Dean pushed his barely touched food away as something wretched settled in his gut. The AI was supposed to learn and evolve; growth with experience was not only expected but encouraged. Dean knew this; yet watching Cas bloom in front of his eyes, growing beyond his core programming, was more upsetting than Dean cared to admit. His code worked, maybe a little too well, and Cas was shifting away from the foundation of his personality at a disturbing rate.

Cas studied Dean closely, adopting that same quizzical tilt of the head that Dean had come to learn so well. Dean plastered a smile on his face, the muscles around his lips frozen even as he willed them to move. Cas pushed from his chair and lowered himself delicately onto Dean’s lap, his arms slipped around Dean’s shoulders, a slight weight shrouding Dean in comfortable warmth. “Hey, what’s wrong?”

“I’m just tired,” Dean lied as he leaned his head against Cas’ solid chest.
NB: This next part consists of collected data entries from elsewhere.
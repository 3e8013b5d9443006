//! HTML routes.

use axum::extract::{Multipart, Path, Query, State};
use axum::http::{header, StatusCode};
use axum::response::{Html, IntoResponse, Redirect, Response};
use axum::routing::{get, post};
use axum::{Form, Router};
use serde::Deserialize;
use tracing::{debug, warn};
use urlencoding::encode;

use super::error::{log_share_error, status_for, ApiError};
use super::pages::{
    render_error_page, render_home_error, render_home_page, render_media_page, render_not_found_page,
    render_upload_page, HomePageParams, MediaPageParams,
};
use super::upload::{publish, read_upload};
use super::AppState;
use crate::auth::MaybeSession;
use crate::error::ShareError;
use crate::feed::{Feed, SortKey};
use crate::interaction::{add_comment, CommentThread, LikeControl, ToggleOutcome};
use crate::likes::LikeKey;
use crate::storage::{allowed_content_type, format_size};

/// Create the router with all HTML routes.
pub fn router() -> Router<AppState> {
    Router::new()
        .route("/", get(home))
        .route("/media/:id", get(media_detail))
        .route("/media/:id/like", post(toggle_like))
        .route("/media/:id/comments", post(post_comment))
        .route("/upload", get(upload_form).post(upload_submit))
        .route("/files/*key", get(serve_file))
        .route("/healthz", get(health))
}

#[derive(Debug, Deserialize)]
pub struct FeedParams {
    q: Option<String>,
    sort: Option<String>,
    notice: Option<String>,
}

async fn home(
    State(state): State<AppState>,
    MaybeSession(session): MaybeSession,
    Query(params): Query<FeedParams>,
) -> Response {
    let sort = SortKey::parse_or_default(params.sort.as_deref());
    let query = params.q.unwrap_or_default();

    match Feed::load(state.repo.as_ref(), sort).await {
        Ok(feed) => {
            let html = render_home_page(&HomePageParams {
                view: feed.view(&query),
                session: session.as_ref(),
                notice: params.notice.as_deref(),
            });
            Html(html.into_string()).into_response()
        }
        Err(e) => {
            log_share_error(&e);
            let html = render_home_error(&e, sort, &query, session.as_ref());
            (status_for(&e), Html(html.into_string())).into_response()
        }
    }
}

#[derive(Debug, Deserialize)]
pub struct DetailParams {
    error: Option<String>,
}

async fn media_detail(
    State(state): State<AppState>,
    MaybeSession(session): MaybeSession,
    Path(id): Path<String>,
    Query(params): Query<DetailParams>,
) -> Response {
    let mut item = match state.repo.get_media(&id).await {
        Ok(Some(item)) => item,
        Ok(None) => {
            let html = render_not_found_page(session.as_ref());
            return (StatusCode::NOT_FOUND, Html(html.into_string())).into_response();
        }
        Err(e) => {
            log_share_error(&e);
            let html = render_error_page(&e, &format!("/media/{}", encode(&id)), session.as_ref());
            return (status_for(&e), Html(html.into_string())).into_response();
        }
    };

    match state.repo.record_view(&id).await {
        Ok(views) => item.views = Some(views),
        Err(e) => warn!(media_id = %id, "Failed to record view: {e}"),
    }

    let mut error = params.error;
    let thread = match CommentThread::load(state.repo.as_ref(), &id).await {
        Ok(thread) => thread,
        Err(e) => {
            log_share_error(&e);
            error.get_or_insert_with(|| e.user_message());
            CommentThread::new(id.clone(), Vec::new())
        }
    };

    let like_state = match &session {
        Some(session) => {
            let control = LikeControl::resolve(state.repo.as_ref(), session, &id, item.likes).await;
            Some(control.state())
        }
        None => None,
    };

    let html = render_media_page(&MediaPageParams {
        item: &item,
        thread: &thread,
        like_state,
        session: session.as_ref(),
        error: error.as_deref(),
    });
    Html(html.into_string()).into_response()
}

/// Redirect back to a detail page, carrying an inline error if there is one.
fn back_to_media(id: &str, error: Option<&str>) -> Redirect {
    match error {
        Some(message) => Redirect::to(&format!("/media/{}?error={}", encode(id), encode(message))),
        None => Redirect::to(&format!("/media/{}", encode(id))),
    }
}

async fn toggle_like(
    State(state): State<AppState>,
    MaybeSession(session): MaybeSession,
    Path(id): Path<String>,
) -> Response {
    let Some(session) = session else {
        return back_to_media(&id, Some(&ShareError::Unauthorized.user_message())).into_response();
    };

    let item = match state.repo.get_media(&id).await {
        Ok(Some(item)) => item,
        Ok(None) => {
            let html = render_not_found_page(Some(&session));
            return (StatusCode::NOT_FOUND, Html(html.into_string())).into_response();
        }
        Err(e) => {
            log_share_error(&e);
            return back_to_media(&id, Some(&e.user_message())).into_response();
        }
    };

    let key = LikeKey::new(id.as_str(), session.user_id.as_str());
    let Some(_guard) = state.in_flight.try_acquire(&key) else {
        debug!(media_id = %id, user_id = %session.user_id, "Like toggle already in flight");
        return back_to_media(&id, Some("Still saving your last change. Please wait a moment."))
            .into_response();
    };

    let mut control = LikeControl::resolve(state.repo.as_ref(), &session, &id, item.likes).await;
    let outcome = control.toggle(state.repo.as_ref()).await;

    match outcome {
        ToggleOutcome::Confirmed { .. } => back_to_media(&id, None),
        ToggleOutcome::RevertedWithReason { reason, .. } => {
            back_to_media(&id, Some(&reason.user_message()))
        }
    }
    .into_response()
}

#[derive(Debug, Deserialize)]
pub struct CommentForm {
    content: String,
}

async fn post_comment(
    State(state): State<AppState>,
    MaybeSession(session): MaybeSession,
    Path(id): Path<String>,
    Form(form): Form<CommentForm>,
) -> Response {
    let Some(session) = session else {
        return back_to_media(&id, Some(&ShareError::Unauthorized.user_message())).into_response();
    };

    match add_comment(state.repo.as_ref(), &id, &form.content, &session).await {
        Ok(_) => back_to_media(&id, None),
        Err(e) => {
            log_share_error(&e);
            back_to_media(&id, Some(&e.user_message()))
        }
    }
    .into_response()
}

async fn upload_form(State(state): State<AppState>, MaybeSession(session): MaybeSession) -> Response {
    let max = format_size(state.config.max_upload_bytes);
    Html(render_upload_page(session.as_ref(), &max, None, ("", "")).into_string()).into_response()
}

async fn upload_submit(
    State(state): State<AppState>,
    MaybeSession(session): MaybeSession,
    multipart: Multipart,
) -> Response {
    let max = format_size(state.config.max_upload_bytes);
    let Some(session) = session else {
        let message = ShareError::Unauthorized.user_message();
        let html = render_upload_page(None, &max, Some(&message), ("", ""));
        return (StatusCode::UNAUTHORIZED, Html(html.into_string())).into_response();
    };

    let request = match read_upload(multipart, state.config.max_upload_bytes).await {
        Ok(request) => request,
        Err(ApiError::Share(e)) => {
            let html = render_upload_page(Some(&session), &max, Some(&e.user_message()), ("", ""));
            return (status_for(&e), Html(html.into_string())).into_response();
        }
        Err(e) => return e.into_response(),
    };

    let title = request.title.clone();
    let description = request.description.clone();

    match publish(&state, &session, request).await {
        Ok(_) => Redirect::to("/?notice=Upload%20complete").into_response(),
        Err(e) => {
            log_share_error(&e);
            let html = render_upload_page(
                Some(&session),
                &max,
                Some(&e.user_message()),
                (&title, &description),
            );
            (status_for(&e), Html(html.into_string())).into_response()
        }
    }
}

/// Proxy uploaded objects from a private bucket.
///
/// Only raster image types are replayed; the sandbox policy keeps anything
/// else from running with this origin's cookies.
async fn serve_file(State(state): State<AppState>, Path(key): Path<String>) -> Response {
    match state.storage.fetch(&key).await {
        Ok(Some((bytes, content_type))) => {
            let content_type =
                allowed_content_type(&content_type).unwrap_or("application/octet-stream");
            (
                [
                    (header::CONTENT_TYPE, content_type),
                    (header::X_CONTENT_TYPE_OPTIONS, "nosniff"),
                    (header::CONTENT_SECURITY_POLICY, "sandbox"),
                    (header::CACHE_CONTROL, "public, max-age=31536000, immutable"),
                ],
                bytes,
            )
                .into_response()
        }
        Ok(None) => (StatusCode::NOT_FOUND, "File not found").into_response(),
        Err(e) => {
            log_share_error(&e);
            (status_for(&e), e.user_message()).into_response()
        }
    }
}

async fn health() -> &'static str {
    "ok"
}
pub mod account;
pub mod middleware;
pub mod password;
pub mod session;

pub use account::{login, logout, register, resolve_session, SignedIn};
pub use middleware::{request_token, MaybeSession, RequireSession};
pub use password::{hash_password, validate_password_strength, verify_password};
pub use session::{
    clear_session_cookie, generate_session_token, session_cookie, validate_username,
};
//! Media detail page.

use maud::{html, Markup};

use crate::components::{Alert, BaseLayout, CommentForm, CommentList, LikeButton, MediaDetail};
use crate::db::MediaItem;
use crate::interaction::{CommentThread, LikeState};
use crate::session::Session;

/// Parameters for the media detail page.
#[derive(Debug)]
pub struct MediaPageParams<'a> {
    pub item: &'a MediaItem,
    pub thread: &'a CommentThread,
    /// `None` for anonymous visitors.
    pub like_state: Option<LikeState>,
    pub session: Option<&'a Session>,
    /// Inline error from a failed like or comment.
    pub error: Option<&'a str>,
}

#[must_use]
pub fn render_media_page(params: &MediaPageParams<'_>) -> Markup {
    let item = params.item;

    let content = html! {
        (MediaDetail::new(item))
        @if let Some(error) = params.error {
            (Alert::error(error))
        }
        (LikeButton::new(&item.id, params.like_state, item.likes))
        (CommentList::new(params.thread.comments()))
        @if params.session.is_some() {
            (CommentForm::new(&item.id))
        } @else {
            p class="muted" { "Sign in to like and comment." }
        }
    };

    BaseLayout::new(&item.title, params.session).render(content)
}

#[must_use]
pub fn render_not_found_page(session: Option<&Session>) -> Markup {
    let content = html! {
        h1 { "Not found" }
        p { "This picture doesn't exist or was removed." }
        a href="/" { "Back to the feed" }
    };
    BaseLayout::new("Not found", session).render(content)
}
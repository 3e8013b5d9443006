//! The media repository: the seam between interaction logic and storage.
//!
//! [`SqliteRepository`] is the production backend. [`MemoryRepository`] keeps
//! everything in process, which makes invariants such as "one like per user per
//! item" directly checkable and lets failures be injected.

mod memory;
mod sqlite;

pub use memory::{FailureMode, MemoryRepository};
pub use sqlite::SqliteRepository;

use async_trait::async_trait;

use crate::db::{Comment, MediaItem, NewComment, NewMedia};
use crate::error::{ShareError, ShareResult};
use crate::feed::SortKey;
use crate::likes::LikeKey;

/// Direction of a like count change.
#[derive(Debug, Clone, Copy, PartialEq, Eq)]
pub enum LikeDelta {
    Increment,
    Decrement,
}

impl LikeDelta {
    #[must_use]
    pub const fn as_i64(self) -> i64 {
        match self {
            Self::Increment => 1,
            Self::Decrement => -1,
        }
    }

    #[must_use]
    pub const fn inverse(self) -> Self {
        match self {
            Self::Increment => Self::Decrement,
            Self::Decrement => Self::Increment,
        }
    }

    /// Apply to a count without going below zero.
    #[must_use]
    pub const fn apply(self, count: i64) -> i64 {
        let next = count + self.as_i64();
        if next < 0 {
            0
        } else {
            next
        }
    }
}

#[async_trait]
pub trait MediaRepository: Send + Sync {
    /// List media in the order given by `sort`.
    async fn list_media(&self, sort: SortKey) -> ShareResult<Vec<MediaItem>>;

    /// Look up one item. A miss is `Ok(None)`.
    async fn get_media(&self, id: &str) -> ShareResult<Option<MediaItem>>;

    /// Create a media item. An empty title fails validation before any write.
    async fn create_media(&self, new_media: &NewMedia) -> ShareResult<MediaItem>;

    /// Adjust the stored like count by one and return the stored value.
    ///
    /// This reads the count and writes it back. Two sessions toggling the same
    /// item at once can lose an update; the last writer wins.
    async fn update_like_count(&self, media_id: &str, delta: LikeDelta) -> ShareResult<i64>;

    /// Count one view of an item and return the new total.
    async fn record_view(&self, media_id: &str) -> ShareResult<i64>;

    async fn has_like(&self, key: &LikeKey) -> ShareResult<bool>;

    /// Returns false if the record already existed.
    async fn insert_like(&self, key: &LikeKey) -> ShareResult<bool>;

    /// Returns false if there was no record.
    async fn delete_like(&self, key: &LikeKey) -> ShareResult<bool>;

    /// Comments on an item, newest first.
    async fn list_comments(&self, media_id: &str) -> ShareResult<Vec<Comment>>;

    async fn insert_comment(&self, new_comment: &NewComment) -> ShareResult<Comment>;
}

/// Normalize and check a new media item before it is written.
///
/// # Errors
///
/// Returns [`ShareError::Validation`] for a blank title, image address, or author.
pub fn validate_new_media(new_media: &NewMedia) -> ShareResult<NewMedia> {
    let title = new_media.title.trim();
    if title.is_empty() {
        return Err(ShareError::validation("Title is required"));
    }
    if new_media.image_url.trim().is_empty() {
        return Err(ShareError::validation("Image address is required"));
    }
    if new_media.author_id.trim().is_empty() {
        return Err(ShareError::validation("Author is required"));
    }

    let description = new_media
        .description
        .as_deref()
        .map(str::trim)
        .filter(|d| !d.is_empty())
        .map(str::to_string);

    Ok(NewMedia {
        title: title.to_string(),
        description,
        image_url: new_media.image_url.clone(),
        file_path: new_media.file_path.clone(),
        author_id: new_media.author_id.clone(),
    })
}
There was no heartbeat there.

“I’ll work on the tank some more later tonight, not like I need the sleep anyway,” Cas murmured into Dean’s hair, his breath warm against his scalp. “It’s been a few days since we watched a movie together.”

Dean’s cheeks burned from the memories of their last movie together. He wanted to finish the tank as soon as possible, but the sudden onslaught of painful memories left him drained to the bone. Cas was a warm, solid weight in his lap, and the idea of curling up under the blankets together appealed to Dean in more ways than one, even if he had to sit through all three _Captain America_ movies again. “Sounds good, Cas. What will it be, Captain America or The Avengers today?”
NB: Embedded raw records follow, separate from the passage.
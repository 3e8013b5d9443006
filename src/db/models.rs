use serde::{Deserialize, Serialize};

/// Author name shown when the uploader's profile can't be resolved.
pub const UNKNOWN_AUTHOR: &str = "unknown";

/// An uploaded image joined with its author's display name.
#[derive(Debug, Clone, PartialEq, Eq, Serialize, Deserialize, sqlx::FromRow)]
pub struct MediaItem {
    pub id: String,
    pub title: String,
    pub description: Option<String>,
    pub image_url: String,
    pub file_path: String,
    pub author_id: String,
    pub author_name: String,
    pub created_at: String,
    pub likes: i64,
    pub views: Option<i64>,
}

/// Data for creating a new media item.
#[derive(Debug, Clone)]
pub struct NewMedia {
    pub title: String,
    pub description: Option<String>,
    pub image_url: String,
    pub file_path: String,
    pub author_id: String,
}

/// A comment on a media item.
///
/// `author_name` is copied from the commenter's session when the comment is
/// written and never re-resolved.
#[derive(Debug, Clone, PartialEq, Eq, Serialize, Deserialize, sqlx::FromRow)]
pub struct Comment {
    pub id: String,
    pub media_id: String,
    pub author_id: String,
    pub author_name: String,
    pub content: String,
    pub created_at: String,
}

/// Data for creating a new comment.
#[derive(Debug, Clone)]
pub struct NewComment {
    pub media_id: String,
    pub author_id: String,
    pub author_name: String,
    pub content: String,
}

/// A registered user.
#[derive(Debug, Clone, Serialize, Deserialize, sqlx::FromRow)]
pub struct Profile {
    pub id: String,
    pub username: String,
    pub email: Option<String>,
    #[serde(skip_serializing)]
    pub password_hash: String,
    pub avatar_url: Option<String>,
    pub created_at: String,
    pub updated_at: String,
}

/// A persisted sign-in.
#[derive(Debug, Clone, sqlx::FromRow)]
pub struct SessionRecord {
    pub token: String,
    pub user_id: String,
    pub created_at: String,
    pub expires_at: String,
}
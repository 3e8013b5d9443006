//! Maud-based page templates for the web UI.
//!
//! Each page module exports a render function that produces the complete HTML.

pub mod home;
pub mod media;
pub mod upload;

pub use home::{render_error_page, render_home_error, render_home_page, HomePageParams};
pub use media::{render_media_page, render_not_found_page, MediaPageParams};
pub use upload::render_upload_page;
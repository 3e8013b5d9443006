//! Media detail components: the full-size image, like button and comments.

use maud::{html, Markup, Render};

use crate::db::{Comment, MediaItem};
use crate::interaction::LikeState;

/// Full-size image with title, description and attribution.
#[derive(Debug, Clone)]
pub struct MediaDetail<'a> {
    pub item: &'a MediaItem,
}

impl<'a> MediaDetail<'a> {
    #[must_use]
    pub const fn new(item: &'a MediaItem) -> Self {
        Self { item }
    }
}

impl Render for MediaDetail<'_> {
    fn render(&self) -> Markup {
        let item = self.item;
        html! {
            figure class="media-detail" {
                img src=(item.image_url) alt=(item.title);
                figcaption {
                    h1 { (item.title) }
                    @if let Some(description) = &item.description {
                        p { (description) }
                    }
                    p class="meta" {
                        "Shared by " strong { (item.author_name) }
                        " on " time datetime=(item.created_at) { (short_date(&item.created_at)) }
                        @if let Some(views) = item.views {
                            " · " (views) " " (super::card::plural(views, "view", "views"))
                        }
                    }
                }
            }
        }
    }
}

/// Like button as a small POST form.
///
/// Anonymous visitors only see the count.
#[derive(Debug, Clone)]
pub struct LikeButton<'a> {
    pub media_id: &'a str,
    pub state: Option<LikeState>,
    pub count: i64,
}

impl<'a> LikeButton<'a> {
    #[must_use]
    pub const fn new(media_id: &'a str, state: Option<LikeState>, count: i64) -> Self {
        Self {
            media_id,
            state,
            count,
        }
    }
}

impl Render for LikeButton<'_> {
    fn render(&self) -> Markup {
        html! {
            @match self.state {
                Some(state) => {
                    form method="post" action=(format!("/media/{}/like", self.media_id)) class="like-form" {
                        button type="submit"
                            class=(if state.is_liked() { "like liked" } else { "like" })
                            aria-pressed=(state.is_liked()) {
                            (if state.is_liked() { "♥" } else { "♡" }) " " (self.count)
                        }
                    }
                }
                None => {
                    span class="like-count" { "♥ " (self.count) }
                }
            }
        }
    }
}

/// Comments, newest first.
#[derive(Debug, Clone)]
pub struct CommentList<'a> {
    pub comments: &'a [Comment],
}

impl<'a> CommentList<'a> {
    #[must_use]
    pub const fn new(comments: &'a [Comment]) -> Self {
        Self { comments }
    }
}

impl Render for CommentList<'_> {
    fn render(&self) -> Markup {
        html! {
            section class="comments" {
                h2 { "Comments (" (self.comments.len()) ")" }
                @if self.comments.is_empty() {
                    p class="muted" { "No comments yet." }
                } @else {
                    ul {
                        @for comment in self.comments {
                            li class="comment" {
                                strong { (comment.author_name) }
                                " "
                                time datetime=(comment.created_at) { (short_date(&comment.created_at)) }
                                p { (comment.content) }
                            }
                        }
                    }
                }
            }
        }
    }
}

/// `YYYY-MM-DD` part of a stored timestamp.
fn short_date(timestamp: &str) -> &str {
    timestamp.get(..10).unwrap_or(timestamp)
}

#[cfg(test)]
mod tests {
    use super::*;

    fn comment(id: &str, author: &str, content: &str) -> Comment {
        Comment {
            id: id.to_string(),
            media_id: "m1".to_string(),
            author_id: "u1".to_string(),
            author_name: author.to_string(),
            content: content.to_string(),
            created_at: "2024-03-05T10:00:00.000000Z".to_string(),
        }
    }

    #[test]
    fn test_like_button_states() {
        let liked = LikeButton::new("m1", Some(LikeState::Liked), 4)
            .render()
            .into_string();
        assert!(liked.contains(r#"action="/media/m1/like""#));
        assert!(liked.contains(r#"class="like liked""#));
        assert!(liked.contains(r#"aria-pressed="true""#));

        let not_liked = LikeButton::new("m1", Some(LikeState::NotLiked), 3)
            .render()
            .into_string();
        assert!(not_liked.contains(r#"class="like""#));

        let anonymous = LikeButton::new("m1", None, 3).render().into_string();
        assert!(!anonymous.contains("<form"));
        assert!(anonymous.contains("♥ 3"));
    }

    #[test]
    fn test_comment_list() {
        let comments = vec![comment("c2", "bob", "nice!"), comment("c1", "alice", "first")];
        let html = CommentList::new(&comments).render().into_string();
        assert!(html.contains("Comments (2)"));
        assert!(html.find("nice!").unwrap() < html.find("first").unwrap());
        assert!(html.contains(">2024-03-05<"));

        let empty = CommentList::new(&[]).render().into_string();
        assert!(empty.contains("No comments yet."));
    }
}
“Um, I feel like I’ve seen those movies, a lot.” Cas tapped one long finger against his bottom lip, his eyes flashing between one blink and the next. “Maybe we can watch something a little different. I read about this one the Net the other day, _Playing It Cool_? I grabbed it in case we wanted to watch it.”

“What’s it about?”

“It’s a romcom about this guy that doesn't believe in love.” Cas smiled and planted a kiss on Dean’s forehead. “A little romance and a little comedy will do you good.”

Dean forced his grimace into a lopsided grin, nodding and making a show of getting up to clear away the dishes. He shooed Cas out of the kitchen to set up the movie and barely had time to hide the brimming tears, threatening to spill with each shuddering breath. Dean leaned over the sink, the counter holding him up stoically as his shoulders shook; he was desperately trying to swallow back jagged sobs.

How foolish was he in thinking Cas just needed to improvise until Dean fixed him, until Dean got him back on the right track—destination Dean’s Perfect Little Slice of Heaven. Cas didn’t need his help filling in the gaps, didn’t need someone messing with his programming so he could become the perfect puppet; instead he was adapting, moving forward with the will of his own mind, and learning to live like a real person.

He was becoming more of a stranger every day, leaving behind the ghost of someone that Dean used to know.

 

***

“Can you pass me the quarter inch wrench?” Dean wiggled his fingers as he reached out from under the tank toward the pair of knees next to him. A pause stretched into unmistakable silence; Dean frowned and waited, but no wrench appeared in his hand. He pushed himself out from under the vehicle, the string of curses forgotten on the tip of his tongue as he blinked into the overhead lights. Blue eyes bore into him. They weren’t glowing, but the unblinking, scrutinizing stare got under Dean’s skin like an itch he couldn’t reach. “Cas?”

The android sank back on his haunches, the welding torch held loosely in one hand as he dropped the welding mask to the floor. “Hey, you want to take a break?”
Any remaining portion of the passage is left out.